You can replicate the standard Git workflow (clone, commit, push, pull, etc.) entirely on your local machine by setting up a bare repository to serve as your central, shared history.
First, create a bare Git repository in a designated, central location on your machine. This directory will not contain a working tree (i.e., no files, just the Git history).
Pick a directory for your bare repo (e.g., in your home directory).
Bash
mkdir ~/my-project-bare.git
cd ~/my-project-bare.git
git init --bare
Now, treat that bare repository path as the "remote URL" and clone it into your actual working directory.
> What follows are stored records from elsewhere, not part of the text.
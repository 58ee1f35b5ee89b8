//! Generation driver: resolve, locate, gate, invoke, post-process.
//!
//! One driver call is one strict pass with no retries and no resumption.
//! The toolchain handle it opens is private to the call, so independent
//! build modules can run drivers in parallel threads without sharing any
//! mutable state.

use std::collections::BTreeSet;
use std::path::PathBuf;
use std::sync::Arc;

use anyhow::{Context, Result};
use tracing::{debug, info, warn};

use crate::capability::{CapabilityGate, Operation};
use crate::toolchain::ToolchainHandle;
use crate::util::fs;
use crate::util::process::{SystemRunner, ToolRunner};

/// Immutable parameters for one generation invocation.
///
/// Constructed fresh per host-adapter call and passed down the call chain;
/// there is no ambient mutable configuration.
#[derive(Debug, Clone)]
pub struct GenerationRequest {
    /// Absolute paths of the `.keel` sources to process.
    pub sources: BTreeSet<PathBuf>,
    /// Ordered toolchain search path. Also handed to the tool so it
    /// resolves dependency interfaces from the same entries.
    pub search_path: Vec<PathBuf>,
    /// Where the tool writes its outputs.
    pub output_dir: PathBuf,
    /// Extra `--key value` options forwarded to the tool.
    pub options: Vec<(String, String)>,
}

/// Result of one generation invocation.
#[derive(Debug, Clone, PartialEq, Eq)]
pub enum GenerationOutcome {
    /// The tool ran; these are the files it produced.
    Generated { outputs: Vec<PathBuf> },
    /// The operation was deliberately not attempted. This is a success.
    Skipped { reason: String },
}

impl GenerationOutcome {
    /// Files produced by this invocation; empty when skipped.
    pub fn outputs(&self) -> &[PathBuf] {
        match self {
            GenerationOutcome::Generated { outputs } => outputs,
            GenerationOutcome::Skipped { .. } => &[],
        }
    }

    /// Whether the invocation was a deliberate no-op.
    pub fn is_skipped(&self) -> bool {
        matches!(self, GenerationOutcome::Skipped { .. })
    }
}

/// Drives one toolchain operation from located version to post-processed
/// outputs.
pub struct GenerationDriver {
    gate: CapabilityGate,
    runner: Arc<dyn ToolRunner>,
}

impl Default for GenerationDriver {
    fn default() -> Self {
        GenerationDriver {
            gate: CapabilityGate::default(),
            runner: Arc::new(SystemRunner),
        }
    }
}

impl GenerationDriver {
    /// Driver with the stock capability table and the system process
    /// runner.
    pub fn new() -> Self {
        Self::default()
    }

    /// Replace the capability table.
    pub fn with_gate(mut self, gate: CapabilityGate) -> Self {
        self.gate = gate;
        self
    }

    /// Replace the process runner (tests use a recording fake).
    pub fn with_runner(mut self, runner: Arc<dyn ToolRunner>) -> Self {
        self.runner = runner;
        self
    }

    /// Run one operation to completion.
    ///
    /// Toolchain failures propagate as [`crate::ToolchainError`] values
    /// inside the returned error; a version below the operation's minimum
    /// is a logged skip, not an error.
    pub fn run(
        &self,
        operation: Operation,
        request: &GenerationRequest,
    ) -> Result<GenerationOutcome> {
        if request.sources.is_empty() {
            debug!("{}: no sources, nothing to generate", operation);
            return Ok(GenerationOutcome::Skipped {
                reason: "no sources".to_string(),
            });
        }

        debug!(
            "{}: toolchain search path: {:?}",
            operation, request.search_path
        );

        let handle = ToolchainHandle::open(&request.search_path, self.runner.clone())?;
        let version = handle.version().clone();

        if !self.gate.supports(operation, &version) {
            let reason = self.gate.explain(operation, &version);
            warn!("skipping {}: {}", operation, reason);
            return Ok(GenerationOutcome::Skipped { reason });
        }

        fs::ensure_dir(&request.output_dir)?;

        let mut option_keys = vec!["out-dir", "search-path"];
        option_keys.extend(request.options.iter().map(|(key, _)| key.as_str()));

        let joined_search_path = std::env::join_paths(&request.search_path)
            .context("failed to join toolchain search path")?;

        let mut bound = handle
            .bind(operation.tool(), operation.command(), &option_keys)?
            .option("out-dir", &request.output_dir)
            .option("search-path", &joined_search_path);
        for (key, value) in &request.options {
            bound = bound.option(key, value);
        }
        bound = bound.args(&request.sources);

        bound.run()?;

        let outputs = fs::collect_outputs(&request.output_dir)?;

        if operation.is_stub_generation() {
            fs::reset_modified_times(&outputs)?;
            for output in &outputs {
                debug!("generated stub: {}", output.display());
            }
            info!(
                "{}: generated {} stub(s) in {}",
                operation,
                outputs.len(),
                request.output_dir.display()
            );
        } else {
            info!(
                "{}: generated documentation in {}",
                operation,
                request.output_dir.display()
            );
        }

        Ok(GenerationOutcome::Generated { outputs })
    }
}
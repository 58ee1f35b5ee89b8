//! The `keel.toml` toolchain descriptor.
//!
//! Every keel installation ships a descriptor at its root advertising the
//! toolchain version and, per tool, the commands and option keys it
//! accepts. Binding checks requested signatures against this table instead
//! of discovering them by trial invocation.

use serde::Deserialize;

/// File name of the descriptor at a toolchain root.
pub const DESCRIPTOR_NAME: &str = "keel.toml";

/// Parsed `keel.toml`.
#[derive(Debug, Clone, Deserialize)]
pub struct ToolchainDescriptor {
    pub toolchain: ToolchainSection,
    #[serde(default)]
    pub tool: Vec<ToolSection>,
}

/// The `[toolchain]` table.
#[derive(Debug, Clone, Deserialize)]
pub struct ToolchainSection {
    pub name: String,
    pub version: String,
}

/// One `[[tool]]` table: a binary shipped under the installation's `bin/`.
#[derive(Debug, Clone, Deserialize)]
pub struct ToolSection {
    pub name: String,
    #[serde(default)]
    pub command: Vec<CommandSection>,
}

/// One advertised command of a tool, with the option keys it accepts.
#[derive(Debug, Clone, Deserialize)]
pub struct CommandSection {
    pub name: String,
    #[serde(default)]
    pub options: Vec<String>,
}

impl ToolchainDescriptor {
    /// Parse descriptor text.
    pub fn parse(text: &str) -> Result<Self, toml::de::Error> {
        toml::from_str(text)
    }

    /// Look up an advertised command by tool and command name.
    pub fn command(&self, tool: &str, command: &str) -> Option<&CommandSection> {
        self.tool
            .iter()
            .find(|t| t.name == tool)?
            .command
            .iter()
            .find(|c| c.name == command)
    }
}
//! Toolchain version model.
//!
//! Keel reports its version as `major.minor[.revision][-tag]` (e.g. `1.8.2`
//! or `2.0-beta-1`). The tag is significant for equality but ignored when
//! deciding whether a version meets an operation's minimum.

use std::cmp::Ordering;
use std::fmt;

use crate::error::ToolchainError;

/// An installed keel toolchain version.
///
/// Precedence comparison ignores the tag while equality does not, so this
/// type implements neither `Ord` nor `PartialOrd`; use
/// [`Version::cmp_precedence`] or [`Version::is_at_least`] instead.
#[derive(Debug, Clone, PartialEq, Eq, Hash)]
pub struct Version {
    pub major: u32,
    pub minor: u32,
    pub revision: u32,
    /// Free-form pre-release tag, stored without the leading `-`.
    pub tag: Option<String>,
}

impl Version {
    /// Create an untagged version.
    pub const fn new(major: u32, minor: u32, revision: u32) -> Self {
        Version {
            major,
            minor,
            revision,
            tag: None,
        }
    }

    /// Parse `major.minor[.revision][-tag]`. A missing revision defaults
    /// to 0.
    pub fn parse(text: &str) -> Result<Version, ToolchainError> {
        let malformed = || ToolchainError::MalformedVersion {
            text: text.to_string(),
        };

        let (release, tag) = match text.find('-') {
            Some(idx) => (&text[..idx], Some(&text[idx + 1..])),
            None => (text, None),
        };
        if matches!(tag, Some(t) if t.is_empty()) {
            return Err(malformed());
        }

        let parts: Vec<&str> = release.split('.').collect();
        if parts.len() < 2 || parts.len() > 3 {
            return Err(malformed());
        }

        let mut numbers = [0u32; 3];
        for (slot, part) in numbers.iter_mut().zip(&parts) {
            *slot = part.parse().map_err(|_| malformed())?;
        }

        Ok(Version {
            major: numbers[0],
            minor: numbers[1],
            revision: numbers[2],
            tag: tag.map(str::to_string),
        })
    }

    /// Compare by (major, minor, revision), ignoring the tag.
    pub fn cmp_precedence(&self, other: &Version) -> Ordering {
        (self.major, self.minor, self.revision).cmp(&(
            other.major,
            other.minor,
            other.revision,
        ))
    }

    /// Whether this version meets `threshold`.
    pub fn is_at_least(&self, threshold: &Version) -> bool {
        self.cmp_precedence(threshold) != Ordering::Less
    }
}

impl fmt::Display for Version {
    fn fmt(&self, f: &mut fmt::Formatter<'_>) -> fmt::Result {
        write!(f, "{}.{}.{}", self.major, self.minor, self.revision)?;
        if let Some(ref tag) = self.tag {
            write!(f, "-{}", tag)?;
        }
        Ok(())
    }
}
Move to a different location where you want your project files to reside.
Bash
cd /path/to/my/development/area
Clone the local bare repository using its file path.
Bash
git clone ~/my-project-bare.git my-project-working
cd my-project-working
From this point on, all Git operations are exactly the same as if you were using an external remote.
Configure your identity (optional, but good practice):
Bash
git config user.name "Your Name"
git config user.email "[email protected]"
Add, commit, and push changes:
Bash
# Make changes to files...
git add .
git commit -m "Initial commit of the project setup"
git push origin master # or main
The ~/my-project-bare.git directory now acts as your central source of truth. If you want to simulate multiple developers or different machines, you can simply clone the bare repo again into a different folder (e.g., my-project-testing), and use git pull and git push between the working clones and the bare repo.